Size: 5.75 inches (13cm)

Habitat: Oceania; endemic to Kaua’i. Found only in wet montane forests in central Kauai where it now occupies less than 10% of its former range.

Status: Critically Endangered. Global Population: 780 - 1,840 mature individuals. The population has declined dramatically since the 1960s and this trend appears to be continuing owing to a number of threatening processes. Consequently, the population is estimated to be declining very rapidly.

Lowland forests have been cleared for timber and agriculture, with feral livestock causing further degradation and destruction. Feral pigs continue to be particularly detrimental, additionally dispersing alien plants and facilitating the spread of introduced mosquitoes which transmit avian malaria and avian pox. Domestic and introduced birds provide reservoirs for these diseases, to which there is little resistance in Hawaiian honeycreeper populations. Predation by introduced animals and competition for arthropod resources by introduced taxa (especially Japanese White-eye Zosterops japonicus, wasps and ants) are additional threats. Introduced plants such as Kahili ginger (Hedychium gardnerianum), blackberry (Rubus argutus), strawberry guava (Psidium cattleianum), Australian tree fern (Cyathea cooperi) and firetree (Myrica faya) have degraded much native forest in Koke'e, and threaten the remaining habitat. Hurricanes have had major impacts on population size in the past; in 1992 Hurricane Iniki devastated forests throughout Kaua`i, and all bird populations on the island appeared to have been drastically reduced, although some have since recovered. Hurricanes are now thought to displace birds from the small area of suitable habitat at altitude and push them into the lowlands where avian malaria is prevalent. A growing concern is that rising temperatures could allow mosquitoes to survive at higher altitudes and further transmit avian malaria and avian pox, and having a montane distribution that is close to the maximum altitude within its range, this species is potentially susceptible to climate change.

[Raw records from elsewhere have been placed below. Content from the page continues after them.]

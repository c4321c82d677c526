use axum::{
    http::StatusCode,
    response::{IntoResponse, Response},
    Json,
};
use thiserror::Error;

use crate::model::api::ErrorDto;

/// Mandatory student attributes, in the order they are checked.
#[derive(Debug, Clone, Copy, PartialEq, Eq)]
pub enum StudentField {
    FirstName,
    LastName,
    EnglishLevel,
    Expert,
}

impl StudentField {
    pub fn key(&self) -> &'static str {
        match self {
            Self::FirstName => "illegalArgs.student.firstName",
            Self::LastName => "illegalArgs.student.lastName",
            Self::EnglishLevel => "illegalArgs.student.englishLevel",
            Self::Expert => "illegalArgs.student.expert",
        }
    }

    fn label(&self) -> &'static str {
        match self {
            Self::FirstName => "first name",
            Self::LastName => "last name",
            Self::EnglishLevel => "English level",
            Self::Expert => "expert who approved the test",
        }
    }
}

#[derive(Error, Debug, PartialEq)]
pub enum ValidationError {
    /// Another group already uses the name.
    #[error("Group with name '{0}' already exists")]
    DuplicateGroupName(String),

    /// A mandatory student attribute is missing.
    #[error("Student {} is required", .0.label())]
    MissingStudentField(StudentField),

    /// A user listed as group teacher does not have the teacher role.
    #[error("User {0} is not a teacher")]
    NotATeacher(i32),

    /// The group still has students and cannot be deleted.
    ///
    /// Reported as 409 Conflict rather than 400.
    #[error("Group {0} still has students")]
    GroupHasStudents(i32),

    /// No status was given and the initial status does not exist.
    #[error("Group status is required")]
    MissingGroupStatus,
}

impl ValidationError {
    pub fn key(&self) -> &'static str {
        match self {
            Self::DuplicateGroupName(_) => "validation.group.name.duplicate",
            Self::MissingStudentField(field) => field.key(),
            Self::GroupHasStudents(_) => "validation.group.delete.hasStudents",
            Self::NotATeacher(_) => "validation.group.teacher.role",
            Self::MissingGroupStatus => "validation.group.status.missing",
        }
    }
}

/// Converts validation errors into responses carrying the message and its key.
///
/// # Returns
/// - 409 Conflict - For `GroupHasStudents`
/// - 400 Bad Request - For all other violations
impl IntoResponse for ValidationError {
    fn into_response(self) -> Response {
        let status = match self {
            Self::GroupHasStudents(_) => StatusCode::CONFLICT,
            _ => StatusCode::BAD_REQUEST,
        };
        let key = self.key();
        (
            status,
            Json(ErrorDto::with_code(self.to_string(), key)),
        )
            .into_response()
    }
}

Diet: Insects, larvae, and spiders. Forages among the twigs and branches of ohi'a (Metrosideros polymorpha) and koa (Acacia koa) trees. Possesses a tongue that is specially designed for extracting insects from crevices in bark, unlike the tubular nectar-drinking tongue of other members of the Hawaiian honeycreeper family.

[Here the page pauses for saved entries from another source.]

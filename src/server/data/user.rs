//! User data repository for database operations.
//!
//! This module provides the `UserRepository` for looking up application users together
//! with their location. Stored role text is parsed into a `Role` on the way out, which
//! is why these methods return `AppError` rather than a plain `DbErr`.

use sea_orm::{ColumnTrait, DatabaseConnection, EntityTrait, QueryFilter, QueryOrder};

use crate::server::{error::AppError, model::user::User};

/// Repository providing read access to users.
pub struct UserRepository<'a> {
    db: &'a DatabaseConnection,
}

impl<'a> UserRepository<'a> {
    /// Creates a new UserRepository instance.
    ///
    /// # Arguments
    /// - `db` - Reference to the database connection
    ///
    /// # Returns
    /// - `UserRepository` - New repository instance
    pub fn new(db: &'a DatabaseConnection) -> Self {
        Self { db }
    }

    /// Finds a user by ID.
    ///
    /// # Returns
    /// - `Ok(Some(User))` - User found with their location
    /// - `Ok(None)` - No user with that ID
    /// - `Err(AppError)` - Database error or unknown stored role
    pub async fn find_by_id(&self, user_id: i32) -> Result<Option<User>, AppError> {
        let result = entity::prelude::User::find_by_id(user_id)
            .find_also_related(entity::prelude::Location)
            .one(self.db)
            .await?;

        result
            .map(|(user, location)| User::from_entity(user, location))
            .transpose()
    }

    /// Finds a user by their unique username.
    ///
    /// # Returns
    /// - `Ok(Some(User))` - User found with their location
    /// - `Ok(None)` - No user with that username
    /// - `Err(AppError)` - Database error or unknown stored role
    pub async fn find_by_username(&self, username: &str) -> Result<Option<User>, AppError> {
        Ok(self
            .find_with_password_hash(username)
            .await?
            .map(|(user, _)| user))
    }

    /// Finds a user by username together with their stored password hash.
    ///
    /// Only used for verifying login credentials.
    pub async fn find_with_password_hash(
        &self,
        username: &str,
    ) -> Result<Option<(User, String)>, AppError> {
        let result = entity::prelude::User::find()
            .filter(entity::user::Column::Username.eq(username))
            .find_also_related(entity::prelude::Location)
            .one(self.db)
            .await?;

        let Some((user, location)) = result else {
            return Ok(None);
        };

        let password_hash = user.password_hash.clone();
        let user = User::from_entity(user, location)?;

        Ok(Some((user, password_hash)))
    }

    /// Gets the users with the given IDs, ordered by ID.
    ///
    /// IDs without a matching user are skipped; callers compare lengths to detect them.
    pub async fn get_by_ids(&self, user_ids: &[i32]) -> Result<Vec<User>, AppError> {
        if user_ids.is_empty() {
            return Ok(Vec::new());
        }

        let results = entity::prelude::User::find()
            .filter(entity::user::Column::Id.is_in(user_ids.to_vec()))
            .find_also_related(entity::prelude::Location)
            .order_by_asc(entity::user::Column::Id)
            .all(self.db)
            .await?;

        results
            .into_iter()
            .map(|(user, location)| User::from_entity(user, location))
            .collect()
    }
}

Breeding: Akikiki juveniles have “spectacles” and will retain the dull pink bill into maturity. The Akikiki builds a simple open-cup nest between March and May, perhaps only in ohi'a trees. Both parents have been observed bringing food to the nest, with the male providing some food for the female, though the female also forages independently. A nesting pair in 2007 had a juvenile from a previous nest, indicating the species will attempt to raise two broods.

Cool Facts: While this species' core population resides in the protected Alaka'i Swamp region, it has been suggested that this site may not be ideal habitat but is utilized because optimum lowland habitat has been either lost or altered. To this end one of the key conservation strategies may be reestablishment of low elevation native forests. Meanwhile, the most important effort would be to fence portions of the Alaka'i Swamp and begin removal of feral ungulates and other introduced mammals. Lack of information on this species' life history and population dynamics is a serious impediment to recovery efforts, and studies are greatly needed. Like many other Hawaiian bird species that are in need of critical conservation, funds are lacking as is the will on behalf of the US Congress to carry out the recommended actions that may save the species from extinction.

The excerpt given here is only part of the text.